She drives, aimlessly. Her entire body is screaming but her brain just feels numb. She feels his gaze resting on the side of her face.
‘Hello Frankie.’
Her eyes manage to make a forty-five-degree sweep, taking in the bottom of his jeans, blue, his shoes, trainers, his knees with their acutely familiar shape, but she can’t get any further. She yanks the car into a lay-by and a car horn blares out behind her.
‘I’ve missed you so much.’
‘Stop this.’ Her voice comes out in a kind of croak.
‘Have you missed me?’
‘I said stop.’
Her eyes sweep across to take him in properly. Christ, she hadn’t realised how much he’d changed. The shock makes her giddy. His hair is longer; there are lines like furrows down the side of his face. His hand is resting on his knee; she sees the age on the back of it, the grime around the knuckles that sends a jolt through her heart.
‘How did you find me?’ She realises she’s breathless.
‘Find you? I never lost you.’
‘You need to stop this, Martin. You have to leave me alone.’

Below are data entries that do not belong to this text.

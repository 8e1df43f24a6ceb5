//! 单张画作处理上下文
//!
//! 封装"我正在处理第几张画、它的工作目录在哪"这一信息

use crate::models::painting::Painting;
use std::fmt::Display;
use std::path::PathBuf;

#[derive(Debug, Clone)]
pub struct PaintingCtx {
    pub painting: Painting,

    /// 画作序号（从1开始，仅用于日志显示）
    pub painting_index: usize,

    /// 本张画作的临时工作目录
    pub work_dir: PathBuf,
}

impl PaintingCtx {
    pub fn new(painting: Painting, painting_index: usize, work_dir: PathBuf) -> Self {
        Self {
            painting,
            painting_index,
            work_dir,
        }
    }
}

impl Display for PaintingCtx {
    fn fmt(&self, f: &mut std::fmt::Formatter<'_>) -> std::fmt::Result {
        write!(
            f,
            "[画作 #{} {}]",
            self.painting_index, self.painting.file_name
        )
    }
}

‘You know you don’t want that.’
‘Yes, I do. Yes, I do want that. I want that more than anything.’ She feels fear, but it is coupled with anger.
‘Why did you do it, Frankie? Why did you give the court that statement?’
Her anger rises. ‘How can you even ask that question? You disgust me, you are abhorrent, you are—’
‘I wrote to you in the very beginning. I told you what happened. I told you that you’d got it all wrong.’
She rounds on him, the anger taking over fully now. She bites down, hard. ‘I’m not interested in your lies, Martin! I don’t want to hear your excuses; not then, not now. Jude burned everything you sent.’
‘Burned my letters?’ He looks incredulous.
‘Look! You need to leave me alone, for fuck’s sake! I don’t want you, Martin! What you did – what happened…’
‘You do want me, you always have. Neither of us can forget what we had.’
It’s as though he can’t hear her; his face is full of tenderness.
‘We have nothing – do you hear me? You murdered a girl. You raped a girl. You’re a monster!’ Her voice rises to a shriek.
‘I don’t know what you thought you saw that night, Frankie, but it wasn’t me. You know that on some level. You know it wasn’t me.’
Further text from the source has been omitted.